Politics & Government

State senator doesn’t want SC State House turned into Columbia’s ‘front porch’

Sen. Katrina Shealy, R-Lexington
Sen. Katrina Shealy, R-Lexington

Even as the city of Columbia is promoting plans to turn the S.C. State House into a “front porch” for the Palmetto State, one legislator is pushing back against the idea, even promoting a petition against it.

Sen. Katrina Shealy, R-Lexington, took to Facebook this week to oppose the plan supported by Columbia Mayor Steve Benjamin to use a $200,000 grant to turn the State House grounds into a social hub – including hosting a movie night, a picnic, and concerts, among other attractions.

Shealy addressed Benjamin in an open letter on Facebook.

“As much as I respect you and the office you hold, the SC Statehouse and grounds belongs to all the citizens of SC and not to the City of Columbia,” Shealy wrote. “Now as much as I like to play corn hole and sit around in a beach chair or even hang a hammock between two Palmetto Trees, the Grounds of the SC Statehouse is just not the place to do that.”

If the state allows Columbia to hold activites on the grounds, then “Myrtle Beach wants to come build sand castles or maybe Beaufort wants to plant Watermelons.”

“GIlbert [sic] might even want to put up a Peach Stand or two!” she wrote.
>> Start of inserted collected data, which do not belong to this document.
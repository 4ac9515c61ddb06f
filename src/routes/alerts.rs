use actix_web::{web, HttpResponse, Responder};
use validator::Validate;

use crate::models::{
    AlertRoutingRequest, BloodRequestForm, BloodRequestResponse, ErrorResponse, HealthResponse,
};
use crate::routes::{validation_failed, AppState};
use crate::services::GeocodeError;

/// Message shown to the user whenever routing fails
pub const ROUTING_FAILURE_MESSAGE: &str = "Failed to route the alert. Please try again.";

/// Configure alert routing routes
pub fn configure(cfg: &mut web::ServiceConfig) {
    cfg
        .route("/health", web::get().to(health_check))
        .route("/alerts/route", web::post().to(route_alert))
        .route("/blood-requests", web::post().to(submit_blood_request));
}

/// Health check endpoint
async fn health_check(state: web::Data<AppState>) -> impl Responder {
    let status = match &state.postgres {
        Some(postgres) => {
            if postgres.health_check().await.unwrap_or(false) {
                "healthy"
            } else {
                "degraded"
            }
        }
        None => "healthy",
    };

    HttpResponse::Ok().json(HealthResponse {
        status: status.to_string(),
        version: env!("CARGO_PKG_VERSION").to_string(),
        timestamp: chrono::Utc::now(),
    })
}

fn routing_failed() -> HttpResponse {
    HttpResponse::InternalServerError().json(ErrorResponse {
        error: "Error".to_string(),
        message: ROUTING_FAILURE_MESSAGE.to_string(),
        status_code: 500,
    })
}

/// Route an alert to nearby donors
///
/// POST /api/v1/alerts/route
///
/// Request body:
/// ```json
/// {
///   "bloodType": "A+",
///   "hospitalLocation": { "latitude": 34.0522, "longitude": -118.2437 },
///   "urgency": "critical",
///   "radiusKm": 10
/// }
/// ```
async fn route_alert(
    state: web::Data<AppState>,
    req: web::Json<AlertRoutingRequest>,
) -> impl Responder {
    if let Err(errors) = req.validate() {
        tracing::info!("Validation failed for route_alert request: {:?}", errors);
        return validation_failed(errors);
    }

    match state.alerts.route_alert(&req).await {
        Ok(response) => HttpResponse::Ok().json(response),
        Err(e) => {
            tracing::error!("Error routing alert: {}", e);
            routing_failed()
        }
    }
}

/// Submit a blood request by hospital name
///
/// POST /api/v1/blood-requests
///
/// Request body:
/// ```json
/// {
///   "bloodType": "O-",
///   "hospital": "City General Hospital, Los Angeles",
///   "urgency": "Critical"
/// }
/// ```
async fn submit_blood_request(
    state: web::Data<AppState>,
    form: web::Json<BloodRequestForm>,
) -> impl Responder {
    if let Err(errors) = form.validate() {
        return validation_failed(errors);
    }

    let form = form.into_inner();

    let hospital_location = match state.geocoder.locate(&form.hospital).await {
        Ok(point) => point,
        Err(GeocodeError::NotFound(name)) => {
            tracing::info!("Hospital not found: {:?}", name);
            return HttpResponse::UnprocessableEntity().json(ErrorResponse {
                error: "Unknown hospital".to_string(),
                message: format!("Could not find a location for {:?}", name),
                status_code: 422,
            });
        }
        Err(e) => {
            tracing::error!("Error locating hospital {:?}: {}", form.hospital, e);
            return routing_failed();
        }
    };

    let request = AlertRoutingRequest {
        blood_type: form.blood_type,
        hospital_location,
        urgency: form.urgency,
        radius_km: state.default_radius_km,
    };

    match state.alerts.route_alert(&request).await {
        Ok(response) => HttpResponse::Ok().json(BloodRequestResponse {
            hospital: form.hospital,
            hospital_location,
            urgency: form.urgency,
            radius_km: request.radius_km,
            donor_matches: response.donor_matches,
        }),
        Err(e) => {
            tracing::error!("Error routing alert: {}", e);
            routing_failed()
        }
    }
}

#[cfg(test)]
mod tests {
    use super::*;

    #[actix_web::test]
    async fn test_routing_failure_body() {
        let response = routing_failed();
        assert_eq!(response.status(), actix_web::http::StatusCode::INTERNAL_SERVER_ERROR);

        let bytes = actix_web::body::to_bytes(response.into_body()).await.unwrap();
        let body: ErrorResponse = serde_json::from_slice(&bytes).unwrap();
        assert_eq!(body.message, ROUTING_FAILURE_MESSAGE);
        assert_eq!(body.status_code, 500);
    }
}
// Core algorithm exports
pub mod compatibility;
pub mod distance;
pub mod router;

pub use compatibility::{compatible_donor_types, is_compatible};
pub use distance::{haversine_distance, calculate_bounding_box, is_within_bounding_box};
pub use router::{AlertRouter, RoutingResult};
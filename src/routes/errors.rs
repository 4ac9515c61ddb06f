use actix_web::{error, http::StatusCode, web, HttpRequest, HttpResponse};

/// JSON error response for extractor failures
#[derive(Debug, serde::Serialize)]
pub struct JsonError {
    pub error: String,
    pub message: String,
    pub status_code: u16,
}

impl std::fmt::Display for JsonError {
    fn fmt(&self, f: &mut std::fmt::Formatter<'_>) -> std::fmt::Result {
        write!(f, "{}: {}", self.error, self.message)
    }
}

impl std::error::Error for JsonError {}

impl error::ResponseError for JsonError {
    fn error_response(&self) -> HttpResponse {
        HttpResponse::build(StatusCode::from_u16(self.status_code).unwrap_or(StatusCode::BAD_REQUEST))
            .json(self)
    }
}

/// Handle JSON payload errors
pub fn handle_json_payload_error(err: error::JsonPayloadError, req: &HttpRequest) -> actix_web::Error {
    tracing::info!("JSON payload error on {}: {}", req.path(), err);
    JsonError {
        error: "invalid_json".to_string(),
        message: format!("Invalid JSON: {}", err),
        status_code: 400,
    }
    .into()
}

/// Handle path parameter errors
pub fn handle_path_error(err: error::PathError, _req: &HttpRequest) -> actix_web::Error {
    JsonError {
        error: "invalid_path".to_string(),
        message: format!("Invalid path: {}", err),
        status_code: 400,
    }
    .into()
}

/// Extractor configs that answer malformed input with a JSON body
pub fn configure_extractors(cfg: &mut web::ServiceConfig) {
    cfg.app_data(web::JsonConfig::default().error_handler(handle_json_payload_error))
        .app_data(web::PathConfig::default().error_handler(handle_path_error));
}
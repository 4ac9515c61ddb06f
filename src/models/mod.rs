// Model exports
pub mod domain;
pub mod requests;
pub mod responses;

pub use domain::{
    BloodType, BoundingBox, CompatibilityRule, DonorCandidate, DonorMatch, DonorProfile,
    DonorQuery, GeoPoint, NearbyResource, OrganPledge, ResourceKind, Urgency,
};
pub use requests::{AlertRoutingRequest, BloodRequestForm, OrganPledgeRequest, ProfileUpdateRequest};
pub use responses::{
    AlertRoutingResponse, BloodRequestResponse, ErrorResponse, HealthResponse, NearbyResponse,
    PledgeResponse,
};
She suggested Columbia instead set up such activities in Finlay Park “even at all that empty space you still have at that fancy FireFly Stadium,” a reference to the ongoing BullStreet development.

The next day, Shealy also shared a petition calling to “protect our Statehouse grounds” by having Columbia withdraw the proposal.

Benjamin has appealed to Gov. Henry McMaster to let the city go forward with the plan.

“It can accommodate the Black Panthers from North Florida and the Ku Klux Klan from western North Carolina, but we can’t accommodate our own city which wants to have a family picnic on the State House grounds?” Benjamin told The State earlier this month.

Benjamin said the city tried for months to coordinate with state officials before going forward with the grant application.